» Work order
Looking at the entries below, state how many lines contain the word "impl". Give the number alone.

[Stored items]
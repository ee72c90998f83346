//! Tool registry.
//!
//! Tools are registered once at startup; afterwards the registry is shared
//! read-only as `Arc<ToolRegistry>` by every pipeline run.

use std::collections::{HashMap, HashSet};
use std::sync::Arc;

use tracing::debug;

use crate::error::{PipelineError, Result};
use crate::parameter::bind;
use crate::tool::{ShaderTool, ToolDescriptor};

/// Name → tool lookup.
#[derive(Default)]
pub struct ToolRegistry {
    tools: HashMap<String, Arc<dyn ShaderTool>>,
}

impl ToolRegistry {
    /// Create a new empty registry.
    pub fn new() -> Self {
        Self {
            tools: HashMap::new(),
        }
    }

    /// Register a tool.
    ///
    /// The descriptor is validated first; a duplicate name is rejected rather
    /// than replacing the existing tool.
    pub fn register<T: ShaderTool + 'static>(&mut self, tool: T) -> Result<()> {
        self.register_arc(Arc::new(tool))
    }

    /// Register a tool from an Arc.
    pub fn register_arc(&mut self, tool: Arc<dyn ShaderTool>) -> Result<()> {
        let descriptor = tool.descriptor();
        validate_descriptor(descriptor)?;

        if self.tools.contains_key(&descriptor.name) {
            return Err(PipelineError::InvalidToolDefinition(format!(
                "tool '{}' is already registered",
                descriptor.name
            )));
        }

        debug!(
            tool = %descriptor.name,
            inputs = ?descriptor.input_languages,
            outputs = ?descriptor.output_languages,
            "Registered tool"
        );
        self.tools.insert(descriptor.name.clone(), tool);
        Ok(())
    }

    /// Get a tool by name.
    pub fn get(&self, name: &str) -> Option<Arc<dyn ShaderTool>> {
        self.tools.get(name).cloned()
    }

    /// Check if a tool exists.
    pub fn contains(&self, name: &str) -> bool {
        self.tools.contains_key(name)
    }

    /// All tool names, sorted.
    pub fn names(&self) -> Vec<&str> {
        let mut names: Vec<&str> = self.tools.keys().map(|s| s.as_str()).collect();
        names.sort_unstable();
        names
    }

    /// All descriptors, sorted by tool name.
    pub fn descriptors(&self) -> Vec<&ToolDescriptor> {
        let mut descriptors: Vec<&ToolDescriptor> =
            self.tools.values().map(|t| t.descriptor()).collect();
        descriptors.sort_by(|a, b| a.name.cmp(&b.name));
        descriptors
    }

    /// Get the number of registered tools.
    pub fn len(&self) -> usize {
        self.tools.len()
    }

    /// Check if the registry is empty.
    pub fn is_empty(&self) -> bool {
        self.tools.is_empty()
    }
}

impl std::fmt::Debug for ToolRegistry {
    fn fmt(&self, f: &mut std::fmt::Formatter<'_>) -> std::fmt::Result {
        f.debug_struct("ToolRegistry")
            .field("tools", &self.names())
            .finish()
    }
}

fn validate_descriptor(descriptor: &ToolDescriptor) -> Result<()> {
    let invalid = |msg: String| Err(PipelineError::InvalidToolDefinition(msg));

    if descriptor.name.trim().is_empty() {
        return invalid("tool name is required".into());
    }
    if descriptor.input_languages.is_empty() {
        return invalid(format!(
            "tool '{}' must accept at least one input language",
            descriptor.name
        ));
    }

    let mut seen = HashSet::new();
    for param in &descriptor.parameters {
        if !seen.insert(param.name.as_str()) {
            return invalid(format!(
                "tool '{}' declares parameter '{}' twice",
                descriptor.name, param.name
            ));
        }
        if let Some(choices) = param.output_languages()
            && let Some(unknown) = choices
                .iter()
                .find(|c| !descriptor.output_languages.contains(c))
        {
            return invalid(format!(
                "tool '{}' can select output language '{}' which it does not declare",
                descriptor.name, unknown
            ));
        }
    }

    if let Err(e) = bind(&descriptor.parameters, &HashMap::new()) {
        return invalid(format!("tool '{}' has a bad default: {}", descriptor.name, e));
    }

    Ok(())
}

#[cfg(test)]
mod tests {
    use super::*;
    use crate::parameter::ParameterSpec;
    use crate::tool::MockTool;

    #[test]
    fn test_registry_empty() {
        let registry = ToolRegistry::new();
        assert!(registry.is_empty());
        assert_eq!(registry.len(), 0);
        assert!(registry.names().is_empty());
    }

    #[test]
    fn test_registry_register_and_get() {
        let mut registry = ToolRegistry::new();
        registry
            .register(MockTool::new("fxc", &["HLSL"], Some("DXBC")))
            .unwrap();

        assert!(registry.contains("fxc"));
        assert!(!registry.contains("dxc"));
        assert_eq!(registry.len(), 1);

        let tool = registry.get("fxc").unwrap();
        assert_eq!(tool.name(), "fxc");
        assert!(tool.descriptor().accepts("HLSL"));
    }

    #[test]
    fn test_registry_names_sorted() {
        let mut registry = ToolRegistry::new();
        registry.register(MockTool::new("mali", &["SPIR-V"], None)).unwrap();
        registry.register(MockTool::new("dxc", &["HLSL"], Some("SPIR-V"))).unwrap();
        registry.register(MockTool::new("glslang", &["GLSL"], Some("SPIR-V"))).unwrap();

        assert_eq!(registry.names(), vec!["dxc", "glslang", "mali"]);
        let names: Vec<&str> = registry.descriptors().iter().map(|d| d.name.as_str()).collect();
        assert_eq!(names, vec!["dxc", "glslang", "mali"]);
    }

    #[test]
    fn test_get_missing_tool() {
        let registry = ToolRegistry::new();
        assert!(registry.get("nope").is_none());
        assert!(!registry.contains("nope"));
    }

    #[test]
    fn test_duplicate_rejected() {
        let mut registry = ToolRegistry::new();
        registry.register(MockTool::new("fxc", &["HLSL"], Some("DXBC"))).unwrap();
        let err = registry
            .register(MockTool::new("fxc", &["HLSL"], Some("DXBC")))
            .unwrap_err();
        assert!(err.to_string().contains("already registered"));
        assert_eq!(registry.len(), 1);
    }

    #[test]
    fn test_no_input_languages_rejected() {
        let mut registry = ToolRegistry::new();
        let err = registry.register(MockTool::new("x", &[], None)).unwrap_err();
        assert!(matches!(err, PipelineError::InvalidToolDefinition(_)));
    }

    #[test]
    fn test_empty_name_rejected() {
        let mut registry = ToolRegistry::new();
        assert!(registry.register(MockTool::new("  ", &["HLSL"], None)).is_err());
    }

    #[test]
    fn test_bad_default_rejected() {
        let mut registry = ToolRegistry::new();
        let tool = MockTool::new("fxc", &["HLSL"], Some("DXBC"))
            .with_parameter(ParameterSpec::choice("TargetProfile", ["ps_5_0"], "ps_6_0"));
        let err = registry.register(tool).unwrap_err();
        assert!(err.to_string().contains("bad default"));
    }

    #[test]
    fn test_duplicate_parameter_rejected() {
        let mut registry = ToolRegistry::new();
        let tool = MockTool::new("fxc", &["HLSL"], Some("DXBC"))
            .with_parameter(ParameterSpec::string("EntryPoint", "main"))
            .with_parameter(ParameterSpec::string("EntryPoint", "PSMain"));
        assert!(registry.register(tool).is_err());
    }

    #[test]
    fn test_undeclared_output_language_rejected() {
        let mut registry = ToolRegistry::new();
        let tool = MockTool::new("dxc", &["HLSL"], Some("DXIL"))
            .with_parameter(ParameterSpec::output_language(["DXIL", "SPIR-V"], "DXIL"));
        let err = registry.register(tool).unwrap_err();
        assert!(err.to_string().contains("SPIR-V"));
    }

    #[test]
    fn test_registry_debug_lists_names() {
        let mut registry = ToolRegistry::new();
        registry.register(MockTool::new("fxc", &["HLSL"], Some("DXBC"))).unwrap();
        assert!(format!("{registry:?}").contains("fxc"));
    }
}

» Response to this exercise
2